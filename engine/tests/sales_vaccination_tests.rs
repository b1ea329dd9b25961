//! Sales and vaccination service tests
//!
//! Covers:
//! - Property 4: Egg sale amount equals crates times price per crate
//! - Sales summary totals
//! - Vaccination flock age and schedule completion

use std::str::FromStr;
use std::sync::Arc;

use chrono::NaiveDate;
use proptest::prelude::*;
use rust_decimal::Decimal;

use poultry_ledger::error::AppError;
use poultry_ledger::services::{SalesService, VaccinationService};
use poultry_ledger::storage::{MemoryStore, Repository, Store};
use shared::models::{Cycle, SaleInput, SaleType, VaccinationInput};
use shared::units::Eggs;

fn date(s: &str) -> NaiveDate {
    NaiveDate::parse_from_str(s, "%Y-%m-%d").unwrap()
}

async fn setup() -> (Arc<dyn Store>, Cycle) {
    let store: Arc<dyn Store> = Arc::new(MemoryStore::new());
    let mut cycle = Cycle::new("Cycle 1", date("2025-01-01"));
    Repository::new(store.clone()).add(&mut cycle).await.unwrap();
    (store, cycle)
}

fn egg_sale(cycle_id: i64, day: &str, crates: Decimal, price: Decimal) -> SaleInput {
    SaleInput {
        cycle_id,
        date: date(day),
        sale_type: SaleType::Egg,
        customer: "Local Market".to_string(),
        crates,
        price_per_crate: price,
        bird_quantity: None,
        price_per_bird: None,
        weight_kg: None,
        payment_method: "cash".to_string(),
        notes: String::new(),
    }
}

fn vaccination(cycle_id: i64, day: &str, name: &str) -> VaccinationInput {
    VaccinationInput {
        cycle_id,
        date: date(day),
        vaccine_name: name.to_string(),
        administration_method: "drinking_water".to_string(),
        dosage: "1 dose/bird".to_string(),
        birds_treated: 500,
        batch_number: "B-17".to_string(),
        expiry_date: None,
        manufacturer: String::new(),
        veterinarian: String::new(),
        notes: String::new(),
    }
}

// ============================================================================
// Property Tests
// ============================================================================

proptest! {
    /// Property 4: Egg sale amount is crates x price per crate
    #[test]
    fn prop_egg_sale_amount(crates in 1i64..500, price_cents in 0i64..10000) {
        let (store, cycle) = tokio_test::block_on(setup());
        let crates = Decimal::from(crates);
        let price = Decimal::new(price_cents, 2);

        let sale = tokio_test::block_on(
            SalesService::new(store).record_sale(egg_sale(cycle.id, "2025-07-21", crates, price)),
        )
        .unwrap();
        prop_assert_eq!(sale.amount, crates * price);
    }
}

// ============================================================================
// Sales
// ============================================================================

#[tokio::test]
async fn test_sales_summary() {
    let (store, cycle) = setup().await;
    let service = SalesService::new(store);
    service
        .record_sale(egg_sale(cycle.id, "2025-07-20", Decimal::from(10), Decimal::from(40)))
        .await
        .unwrap();
    service
        .record_sale(egg_sale(cycle.id, "2025-07-21", Decimal::from(5), Decimal::from(42)))
        .await
        .unwrap();
    let mut birds = egg_sale(cycle.id, "2025-07-22", Decimal::ZERO, Decimal::ZERO);
    birds.sale_type = SaleType::Bird;
    birds.bird_quantity = Some(20);
    birds.price_per_bird = Some(Decimal::from(150));
    let bird_sale = service.record_sale(birds).await.unwrap();
    assert_eq!(bird_sale.amount, Decimal::from(3000));

    let sales = service.list_sales(cycle.id).await.unwrap();
    assert_eq!(sales[0].date, date("2025-07-22"));

    let summary = service.summary(cycle.id).await.unwrap();
    assert_eq!(summary.total_amount, Decimal::from(3610));
    assert_eq!(summary.total_crates, Decimal::from(15));
    assert_eq!(summary.total_eggs_sold, Eggs(450.0));
    assert_eq!(summary.avg_price_per_crate, Decimal::from_str("40.67").unwrap());
}

#[tokio::test]
async fn test_sale_validation() {
    let (store, cycle) = setup().await;
    let service = SalesService::new(store);

    let err = service
        .record_sale(egg_sale(cycle.id, "2025-07-21", Decimal::ZERO, Decimal::from(40)))
        .await
        .unwrap_err();
    assert_eq!(err.code(), "VALIDATION_ERROR");

    let mut birds = egg_sale(cycle.id, "2025-07-21", Decimal::ZERO, Decimal::ZERO);
    birds.sale_type = SaleType::Bird;
    assert!(service.record_sale(birds).await.is_err());

    let mut no_customer = egg_sale(cycle.id, "2025-07-21", Decimal::ONE, Decimal::ONE);
    no_customer.customer = String::new();
    assert!(matches!(
        service.record_sale(no_customer).await,
        Err(AppError::Validation { .. })
    ));
}

#[tokio::test]
async fn test_sale_for_missing_cycle() {
    let (store, _) = setup().await;
    let err = SalesService::new(store)
        .record_sale(egg_sale(77, "2025-07-21", Decimal::ONE, Decimal::ONE))
        .await
        .unwrap_err();
    assert!(matches!(err, AppError::NotFound(_)));
}

#[tokio::test]
async fn test_delete_sale() {
    let (store, cycle) = setup().await;
    let service = SalesService::new(store);
    let sale = service
        .record_sale(egg_sale(cycle.id, "2025-07-21", Decimal::ONE, Decimal::ONE))
        .await
        .unwrap();

    service.delete_sale(sale.id).await.unwrap();
    assert!(service.list_sales(cycle.id).await.unwrap().is_empty());
    assert!(matches!(service.delete_sale(sale.id).await, Err(AppError::NotFound(_))));
}

// ============================================================================
// Vaccinations
// ============================================================================

#[tokio::test]
async fn test_vaccination_flock_age_from_cycle() {
    let (store, cycle) = setup().await;
    let recorded = VaccinationService::new(store)
        .record(vaccination(cycle.id, "2025-01-15", "Gumboro (IBD)"))
        .await
        .unwrap();
    assert_eq!(recorded.flock_age, 14);
    assert!(recorded.id > 0);
}

#[tokio::test]
async fn test_schedule_completion() {
    let (store, cycle) = setup().await;
    let service = VaccinationService::new(store);
    service
        .record(vaccination(cycle.id, "2025-01-02", "Marek's Disease HVT"))
        .await
        .unwrap();
    // Age 8, within three days of the day 7 entry only
    service
        .record(vaccination(cycle.id, "2025-01-09", "newcastle + ib"))
        .await
        .unwrap();

    let schedule = service.schedule(cycle.id).await.unwrap();
    assert_eq!(schedule.len(), 9);
    let done: Vec<u32> = schedule.iter().filter(|item| item.completed).map(|item| item.day).collect();
    assert_eq!(done, vec![1, 7]);
}

#[tokio::test]
async fn test_vaccination_errors() {
    let (store, cycle) = setup().await;
    let service = VaccinationService::new(store);

    let mut none_treated = vaccination(cycle.id, "2025-01-02", "Fowl Pox");
    none_treated.birds_treated = 0;
    assert!(matches!(service.record(none_treated).await, Err(AppError::Validation { .. })));

    assert!(matches!(
        service.record(vaccination(404, "2025-01-02", "Fowl Pox")).await,
        Err(AppError::NotFound(_))
    ));
    assert!(matches!(service.schedule(404).await, Err(AppError::NotFound(_))));
    assert!(matches!(service.delete(1).await, Err(AppError::NotFound(_))));
}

* * * *

About this task
After reading the entries above, state the number of lines that contain the word "NaiveDate", adding nothing else.

Your solution
3